Diabetes Care. 1993 Jun;16(6):881-8. doi: 10.2337/diacare.16.6.881.

DOI:10.2337/diacare.16.6.881
PMID:8325202
Abstract

OBJECTIVE

To test the sensitivity to insulin in recent-onset IDDM patients, its course according to treatment, and the advent of remissions.

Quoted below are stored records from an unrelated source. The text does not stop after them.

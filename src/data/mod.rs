// ============================================================
// Layer 4 — Data Pipeline
// ============================================================
// Everything between the evaluation files on disk and the named
// tensor batches the engine consumes.
//
//   test data dir
//       │
//       ▼
//   SlotFileReader    → lists files, streams lines, restartable
//       │
//       ▼
//   SlotBatcher       → parses "a b;c" lines into slot values
//       │                and stacks rows into [rows, dim] tensors
//       ▼
//   Batch             → fed to the InferenceEngine
//
// counter.rs sizes the evaluation set (examples or words) for
// the run log.
//
// Reference: Rust Book §13 (Iterators and Closures)

/// Restartable reader over the test data files
pub mod reader;

/// Line parsing and row stacking
pub mod batcher;

/// Example / word counting over the reader's file list
pub mod counter;
// ============================================================
// Layer 3 — Error Taxonomy
// ============================================================
// Every layer returns anyhow::Result. When a failure belongs to
// one of the categories below it is raised as an InferError, so
// callers (and tests) can recover the category with
// `err.downcast_ref::<InferError>()`.

use std::fmt;

#[derive(Debug, Clone, PartialEq)]
pub enum InferError {
    /// Config file missing or unparsable, or a required key absent / mistyped.
    Config(String),
    /// A directory the run depends on cannot be listed.
    Path(String),
    /// A checkpoint holds no valid serialized program.
    Load(String),
    /// The engine failed while running a batch.
    Execution(String),
    /// A config value is outside the accepted set.
    InvalidValue(String),
    /// An evaluation data line could not be parsed into the feed slots.
    Data(String),
}

impl fmt::Display for InferError {
    fn fmt(&self, f: &mut fmt::Formatter<'_>) -> fmt::Result {
        match self {
            Self::Config(msg) => write!(f, "config error: {msg}"),
            Self::Path(msg) => write!(f, "path error: {msg}"),
            Self::Load(msg) => write!(f, "load error: {msg}"),
            Self::Execution(msg) => write!(f, "execution error: {msg}"),
            Self::InvalidValue(msg) => write!(f, "invalid value: {msg}"),
            Self::Data(msg) => write!(f, "data error: {msg}"),
        }
    }
}

impl std::error::Error for InferError {}
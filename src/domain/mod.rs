// ============================================================
// Layer 3 — Domain Layer
// ============================================================
// Plain Rust structs, enums and traits that describe what an
// inference run IS, independent of how tensors get computed.
//
// Rules for this layer:
//   - NO Burn framework types allowed here
//   - NO file I/O
//   - Only plain data, the error taxonomy and the seams
//     (traits) that the other layers implement
//
// The execution engine's variable scope lives here too, as an
// ordinary struct. The engine receives it by &mut instead of
// reaching for process-wide state, so the runner can be driven
// by a fake engine in tests.
//
// Reference: Rust Book §5 (Structs), §10 (Traits)

// Dense host-side tensor and a named batch of them
pub mod tensor;

// Named variable storage shared between runner and engine
pub mod scope;

// A checkpoint directory and its display name
pub mod checkpoint;

// Error taxonomy for the whole run
pub mod error;

// Engine and reader seams
pub mod traits;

RESEARCH DESIGN AND METHODS

The euglycemic hyperinsulinemic clamp was used in 54 recent-onset IDDM patients and 14 healthy control subjects. Patients were tested after 1,2, and 4 wk of treatment with either insulin or insulin plus cyclosporin A, during cyclosporin A-associated long-lasting remissions, and during relapses.

RESULTS

Insulin sensitivity was markedly decreased in all patients at onset. It was rapidly restored by insulin therapy, whether immunosuppression was associated with it or not. Insulin sensitivity was even higher than normal in the remission patients, who also were characterized by the reappearance of some endogenous insulin secretion and the sustained normalization of blood glucose profiles. During relapses, the deterioration of the blood glucose profiles was associated with some loss of insulin sensitivity.

CONCLUSIONS

Cyclosporin A-associated remissions represent an original situation that associates euglycemia with the persistence of low endogenous insulin secretion. Cyclosporin A by itself had no influence on sensitivity to insulin, but allowed the reappearance of some insulin secretory capacity that contributed, with the improvement of insulin sensitivity, to the development of the diabetes honeymoon. The secretion of endogenous insulin, although lower than normal, was sufficient to secure a high sensitivity to insulin and the maintenance of normal blood glucose profiles, presumably because of the fact that insulin was released directly into the portal vein in these conditions. This metabolic state was precarious: the optimal sensitivity to insulin disappeared in patients who relapsed. These results have important clinical consequences: the preservation of islet residual secretory capacity by the use of newer nontoxic immunosuppressive protocols, combined with a minimal supportive insulin therapy in remission patients, may prolong remissions and maintain an optimal insulin sensitivity.

摘要

目的

检测近期发病的胰岛素依赖型糖尿病(IDDM)患者对胰岛素的敏感性、其治疗过程及缓解情况。

研究设计与方法

对54例近期发病的IDDM患者和14名健康对照者采用正常血糖高胰岛素钳夹技术。患者在接受胰岛素或胰岛素加环孢素A治疗1、2和4周后、环孢素A相关的长期缓解期以及复发期进行检测。

结果

所有患者发病时胰岛素敏感性均显著降低。无论是否联合免疫抑制治疗,胰岛素治疗均可迅速恢复胰岛素敏感性。缓解期患者的胰岛素敏感性甚至高于正常水平,其特征还包括内源性胰岛素分泌重新出现以及血糖水平持续正常。复发期间,血糖水平恶化与胰岛素敏感性部分丧失有关。

结论

环孢素A相关的缓解代表了一种独特的情况,即血糖正常与内源性胰岛素低分泌持续存在相关。环孢素A本身对胰岛素敏感性无影响,但可使部分胰岛素分泌能力重新出现,这与胰岛素敏感性的改善共同促成了糖尿病蜜月期的出现。内源性胰岛素分泌虽低于正常水平,但足以确保对胰岛素的高敏感性和血糖水平的正常维持,推测是因为在这些情况下胰岛素直接释放到门静脉中。这种代谢状态不稳定:复发患者对胰岛素的最佳敏感性消失。这些结果具有重要的临床意义:采用更新的无毒免疫抑制方案保留胰岛残余分泌能力,同时对缓解期患者给予最低限度的支持性胰岛素治疗,可能延长缓解期并维持最佳胰岛素敏感性。